(Beginning of SUPPLIED ENTRIES)

use std::time::{Duration, Instant};

/// Work attributed to a measurement.
#[derive(Debug, Clone, Copy, Default, PartialEq, Eq)]
pub struct Throughput {
    pub items: u64,
    pub bytes: u64,
}

impl Throughput {
    pub fn new(items: u64, bytes: u64) -> Self {
        Self { items, bytes }
    }
}

#[derive(Debug, Clone, Copy)]
pub struct Measurement {
    pub iterations: u64,
    pub elapsed: Duration,
    pub throughput: Throughput,
}

impl Measurement {
    pub fn per_iteration(&self) -> Duration {
        if self.iterations == 0 {
            return Duration::ZERO;
        }
        self.elapsed.div_f64(self.iterations as f64)
    }

    pub fn items_per_sec(&self) -> f64 {
        rate(self.throughput.items, self.elapsed)
    }

    pub fn bytes_per_sec(&self) -> f64 {
        rate(self.throughput.bytes, self.elapsed)
    }
}

fn rate(amount: u64, elapsed: Duration) -> f64 {
    let secs = elapsed.as_secs_f64();
    if secs > 0.0 { amount as f64 / secs } else { 0.0 }
}

/// Run `routine` `iterations` times and time the whole batch.
pub fn measure<F>(iterations: u64, throughput: Throughput, mut routine: F) -> Measurement
where
    F: FnMut(),
{
    let start = Instant::now();
    for _ in 0..iterations {
        routine();
    }
    Measurement {
        iterations,
        elapsed: start.elapsed(),
        throughput,
    }
}

/// Human readable rate, e.g. `1.25 G/s`.
pub fn format_rate(per_sec: f64, unit: &str) -> String {
    const SCALES: [(f64, &str); 3] = [(1e9, "G"), (1e6, "M"), (1e3, "K")];
    for (scale, prefix) in SCALES {
        if per_sec >= scale {
            return format!("{:.2} {}{}/s", per_sec / scale, prefix, unit);
        }
    }
    format!("{:.2} {}/s", per_sec, unit)
}
pub mod buffer;
pub mod config;
pub mod matrix;
pub mod sequence;

// Case registration, timing helpers and complexity fitting shared by the
// criterion benches and the CLI sweep runner
pub mod perf;

#[cfg(test)]
mod buffer_test;
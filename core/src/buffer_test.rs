#[cfg(test)]
mod tests {
    use crate::buffer::{RandomBuffer, checksum};
    use anyhow::Result;

    #[test]
    fn test_generate_has_requested_len() {
        let buffer = RandomBuffer::generate(1024, Some(7));
        assert_eq!(buffer.len(), 1024);
        assert_eq!(buffer.seed(), Some(7));
    }

    #[test]
    fn test_same_seed_same_contents() {
        let a = RandomBuffer::generate(256, Some(42));
        let b = RandomBuffer::generate(256, Some(42));
        assert_eq!(a, b);
        let c = RandomBuffer::generate(256, Some(43));
        assert_ne!(a.as_slice(), c.as_slice());
    }

    #[test]
    fn test_values_span_sign_range() {
        let buffer = RandomBuffer::generate(4096, Some(1));
        assert!(buffer.as_slice().iter().any(|&w| w < 0));
        assert!(buffer.as_slice().iter().any(|&w| w > 0));
    }

    #[test]
    fn test_prefix_bounds() -> Result<()> {
        let buffer = RandomBuffer::from_words(vec![5, 3, 4, 1, 2]);
        assert_eq!(buffer.prefix(3)?, &[5, 3, 4]);
        assert_eq!(buffer.prefix(5)?.len(), 5);
        let err = buffer.prefix(6).unwrap_err();
        assert!(err.to_string().contains("only holds 5"));
        Ok(())
    }

    #[test]
    fn test_checksum_is_order_sensitive() {
        assert_eq!(checksum(&[1, 2, 3]), checksum(&[1, 2, 3]));
        assert_ne!(checksum(&[1, 2, 3]), checksum(&[3, 2, 1]));
        let buffer = RandomBuffer::from_words(vec![1, 2, 3]);
        assert_eq!(buffer.checksum(), checksum(&[1, 2, 3]));
    }
}
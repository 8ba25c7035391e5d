//! Asymptotic fit of measured time against problem size.
//!
//! For each candidate curve `f` the coefficient minimizing the squared error
//! is `sum(t * f(n)) / sum(f(n)^2)`; the curve with the lowest root mean
//! square error wins. The reported RMS is normalized by the mean time.

use std::fmt;

use anyhow::{Result, ensure};

#[derive(Debug, Clone, Copy, PartialEq, Eq)]
pub enum BigO {
    O1,
    OLogN,
    ON,
    ONLogN,
    ON2,
    ON3,
}

impl BigO {
    /// Candidates in the order they are tried; on equal error the earlier
    /// (simpler) curve is kept.
    pub const CANDIDATES: [BigO; 6] = [BigO::O1, BigO::OLogN, BigO::ON, BigO::ONLogN, BigO::ON2, BigO::ON3];

    pub fn eval(self, n: f64) -> f64 {
        match self {
            BigO::O1 => 1.0,
            BigO::OLogN => n.log2(),
            BigO::ON => n,
            BigO::ONLogN => n * n.log2(),
            BigO::ON2 => n * n,
            BigO::ON3 => n * n * n,
        }
    }
}

impl fmt::Display for BigO {
    fn fmt(&self, f: &mut fmt::Formatter<'_>) -> fmt::Result {
        let label = match self {
            BigO::O1 => "(1)",
            BigO::OLogN => "lgN",
            BigO::ON => "N",
            BigO::ONLogN => "NlgN",
            BigO::ON2 => "N^2",
            BigO::ON3 => "N^3",
        };
        f.write_str(label)
    }
}

#[derive(Debug, Clone, Copy, PartialEq)]
pub struct ComplexityFit {
    pub big_o: BigO,
    pub coefficient: f64,
    pub rms: f64,
}

impl fmt::Display for ComplexityFit {
    fn fmt(&self, f: &mut fmt::Formatter<'_>) -> fmt::Result {
        write!(f, "{:.4} {} (rms {:.1}%)", self.coefficient, self.big_o, self.rms * 100.0)
    }
}

/// Fits `(n, time)` samples against one curve.
pub fn fit_curve(samples: &[(f64, f64)], big_o: BigO) -> ComplexityFit {
    let (num, den) = samples.iter().fold((0.0, 0.0), |(num, den), &(n, t)| {
        let g = big_o.eval(n);
        (num + t * g, den + g * g)
    });
    let coefficient = if den > 0.0 { num / den } else { 0.0 };
    let count = samples.len() as f64;
    let sq_err: f64 = samples
        .iter()
        .map(|&(n, t)| {
            let diff = t - coefficient * big_o.eval(n);
            diff * diff
        })
        .sum();
    let mean = samples.iter().map(|&(_, t)| t).sum::<f64>() / count;
    let rms = (sq_err / count).sqrt();
    ComplexityFit {
        big_o,
        coefficient,
        rms: if mean > 0.0 { rms / mean } else { rms },
    }
}

/// Picks the best fitting curve. Needs at least two distinct sizes.
pub fn fit(samples: &[(f64, f64)]) -> Result<ComplexityFit> {
    ensure!(samples.len() >= 2, "complexity fit needs at least two samples, got {}", samples.len());
    let first = samples[0].0;
    ensure!(
        samples.iter().any(|&(n, _)| n != first),
        "complexity fit needs at least two distinct problem sizes"
    );
    let mut best = fit_curve(samples, BigO::CANDIDATES[0]);
    for big_o in &BigO::CANDIDATES[1..] {
        let candidate = fit_curve(samples, *big_o);
        if candidate.rms < best.rms {
            best = candidate;
        }
    }
    Ok(best)
}
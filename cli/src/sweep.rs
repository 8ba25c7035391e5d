//! In-process sweep runner: a fixed iteration count per (case, size), timed
//! with `Instant`. Good for smoke runs and complexity trends; criterion is
//! the tool for publishable numbers.

use std::hint::black_box;
use std::io::Write;

use anyhow::Result;
use locality_core::{
    buffer::RandomBuffer,
    matrix::MatrixBuffer,
    perf::{
        complexity::{self, ComplexityFit},
        harness::{Measurement, format_rate, measure},
        plan::{MatrixPlan, SequencePlan},
    },
};
use tracing::{debug, warn};

#[derive(Debug)]
pub struct CaseReport {
    pub key: String,
    pub rows: Vec<(usize, Measurement)>,
    pub fit: Option<ComplexityFit>,
}

pub fn run_matrix(plan: &MatrixPlan, seed: Option<u64>, iterations: u64) -> Result<Vec<CaseReport>> {
    let mut matrix = MatrixBuffer::generate(plan.max_side, seed)?;
    let mut reports = Vec::with_capacity(plan.cases.len());
    for case in &plan.cases {
        let mut rows = Vec::with_capacity(plan.sides.len());
        for &side in &plan.sides {
            black_box(case.run(matrix.cells_mut(), side, plan.write_value));
            let measurement = measure(iterations, MatrixPlan::throughput(side, iterations), || {
                black_box(case.run(matrix.cells_mut(), side, plan.write_value));
            });
            debug!(case = %case.key(), side, elapsed = ?measurement.elapsed, "matrix sample");
            rows.push((side, measurement));
        }
        let fit = fit_rows(&case.key(), &rows);
        reports.push(CaseReport {
            key: format!("matrix/{}", case.key()),
            rows,
            fit,
        });
    }
    Ok(reports)
}

pub fn run_sequence(plan: &SequencePlan, buffer: &RandomBuffer, iterations: u64) -> Result<Vec<CaseReport>> {
    let mut reports = Vec::with_capacity(plan.cases.len());
    for case in &plan.cases {
        let mut rows = Vec::with_capacity(plan.sizes.len());
        for &size in &plan.sizes {
            let input = buffer.prefix(size)?;
            black_box(case.run(input));
            let measurement = measure(iterations, case.throughput(size, iterations), || {
                black_box(case.run(black_box(input)));
            });
            debug!(case = %case.key(), size, elapsed = ?measurement.elapsed, "sequence sample");
            rows.push((size, measurement));
        }
        reports.push(CaseReport {
            key: format!("sequence/{}", case.key()),
            rows,
            fit: None,
        });
    }
    Ok(reports)
}

fn fit_rows(key: &str, rows: &[(usize, Measurement)]) -> Option<ComplexityFit> {
    let samples: Vec<(f64, f64)> = rows
        .iter()
        .map(|(n, m)| (*n as f64, m.per_iteration().as_secs_f64() * 1e9))
        .collect();
    match complexity::fit(&samples) {
        Ok(fit) => Some(fit),
        Err(err) => {
            warn!(case = key, "skipping complexity fit: {}", err);
            None
        }
    }
}

pub fn print_reports(out: &mut impl Write, reports: &[CaseReport], size_label: &str) -> Result<()> {
    for report in reports {
        writeln!(out, "{}", report.key)?;
        writeln!(
            out,
            "  {:>8}  {:>14}  {:>14}  {:>14}",
            size_label, "time/iter", "items/s", "bytes/s"
        )?;
        for (size, m) in &report.rows {
            writeln!(
                out,
                "  {:>8}  {:>14}  {:>14}  {:>14}",
                size,
                format!("{:.3?}", m.per_iteration()),
                format_rate(m.items_per_sec(), ""),
                format_rate(m.bytes_per_sec(), "B"),
            )?;
        }
        if let Some(fit) = &report.fit {
            writeln!(out, "  complexity (ns): {}", fit)?;
        }
    }
    Ok(())
}
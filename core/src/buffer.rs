//! Random input data shared by every benchmark driver.
//!
//! The buffer is generated once, before any timed region, and handed to the
//! drivers explicitly. Values are uniform over the whole `i32` range so that
//! sort keys and matrix cells carry no exploitable structure.

use anyhow::{Result, bail};
use rand::distributions::{Distribution, Uniform};
use rand::rngs::StdRng;
use rand::SeedableRng;
use tracing::debug;

/// Word type stored in the buffer.
pub type Word = i32;

#[derive(Debug, Clone, PartialEq, Eq)]
pub struct RandomBuffer {
    words: Box<[Word]>,
    seed: Option<u64>,
}

impl RandomBuffer {
    /// Fill `len` words from a uniform distribution. Without a seed the
    /// generator is drawn from OS entropy, so contents differ across runs.
    pub fn generate(len: usize, seed: Option<u64>) -> Self {
        let mut rng = match seed {
            Some(seed) => StdRng::seed_from_u64(seed),
            None => StdRng::from_entropy(),
        };
        let dist = Uniform::new_inclusive(Word::MIN, Word::MAX);
        let words: Box<[Word]> = dist.sample_iter(&mut rng).take(len).collect();
        debug!(len, bytes = len * std::mem::size_of::<Word>(), ?seed, "generated random buffer");
        Self { words, seed }
    }

    pub fn from_words(words: impl Into<Box<[Word]>>) -> Self {
        Self {
            words: words.into(),
            seed: None,
        }
    }

    pub fn len(&self) -> usize {
        self.words.len()
    }

    pub fn is_empty(&self) -> bool {
        self.words.is_empty()
    }

    pub fn seed(&self) -> Option<u64> {
        self.seed
    }

    pub fn as_slice(&self) -> &[Word] {
        &self.words
    }

    /// First `count` words, or an error when the buffer is too short.
    pub fn prefix(&self, count: usize) -> Result<&[Word]> {
        match self.words.get(..count) {
            Some(words) => Ok(words),
            None => bail!(
                "requested {} words but the random buffer only holds {}",
                count,
                self.words.len()
            ),
        }
    }

    pub fn checksum(&self) -> u64 {
        checksum(&self.words)
    }

    pub fn into_words(self) -> Box<[Word]> {
        self.words
    }
}

/// Order-sensitive FNV-1a style digest over a word slice.
pub fn checksum(words: &[Word]) -> u64 {
    const OFFSET: u64 = 0xcbf2_9ce4_8422_2325;
    const PRIME: u64 = 0x0000_0100_0000_01b3;
    words.iter().fold(OFFSET, |hash, &word| {
        (hash ^ u64::from(word as u32)).wrapping_mul(PRIME)
    })
}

(End of SUPPLIED ENTRIES)

- _TASK OBJECTIVE_: The first line of the records and every line down to the line with "readable rate, e.g." must be quoted exactly; leave out all else.

- _OUTPUT_:
use std::time::{Duration, Instant};

/// Work attributed to a measurement.
#[derive(Debug, Clone, Copy, Default, PartialEq, Eq)]
pub struct Throughput {
    pub items: u64,
    pub bytes: u64,
}

impl Throughput {
    pub fn new(items: u64, bytes: u64) -> Self {
        Self { items, bytes }
    }
}

#[derive(Debug, Clone, Copy)]
pub struct Measurement {
    pub iterations: u64,
    pub elapsed: Duration,
    pub throughput: Throughput,
}

impl Measurement {
    pub fn per_iteration(&self) -> Duration {
        if self.iterations == 0 {
            return Duration::ZERO;
        }
        self.elapsed.div_f64(self.iterations as f64)
    }

    pub fn items_per_sec(&self) -> f64 {
        rate(self.throughput.items, self.elapsed)
    }

    pub fn bytes_per_sec(&self) -> f64 {
        rate(self.throughput.bytes, self.elapsed)
    }
}

fn rate(amount: u64, elapsed: Duration) -> f64 {
    let secs = elapsed.as_secs_f64();
    if secs > 0.0 { amount as f64 / secs } else { 0.0 }
}

/// Run `routine` `iterations` times and time the whole batch.
pub fn measure<F>(iterations: u64, throughput: Throughput, mut routine: F) -> Measurement
where
    F: FnMut(),
{
    let start = Instant::now();
    for _ in 0..iterations {
        routine();
    }
    Measurement {
        iterations,
        elapsed: start.elapsed(),
        throughput,
    }
}

/// Human readable rate, e.g. `1.25 G/s`.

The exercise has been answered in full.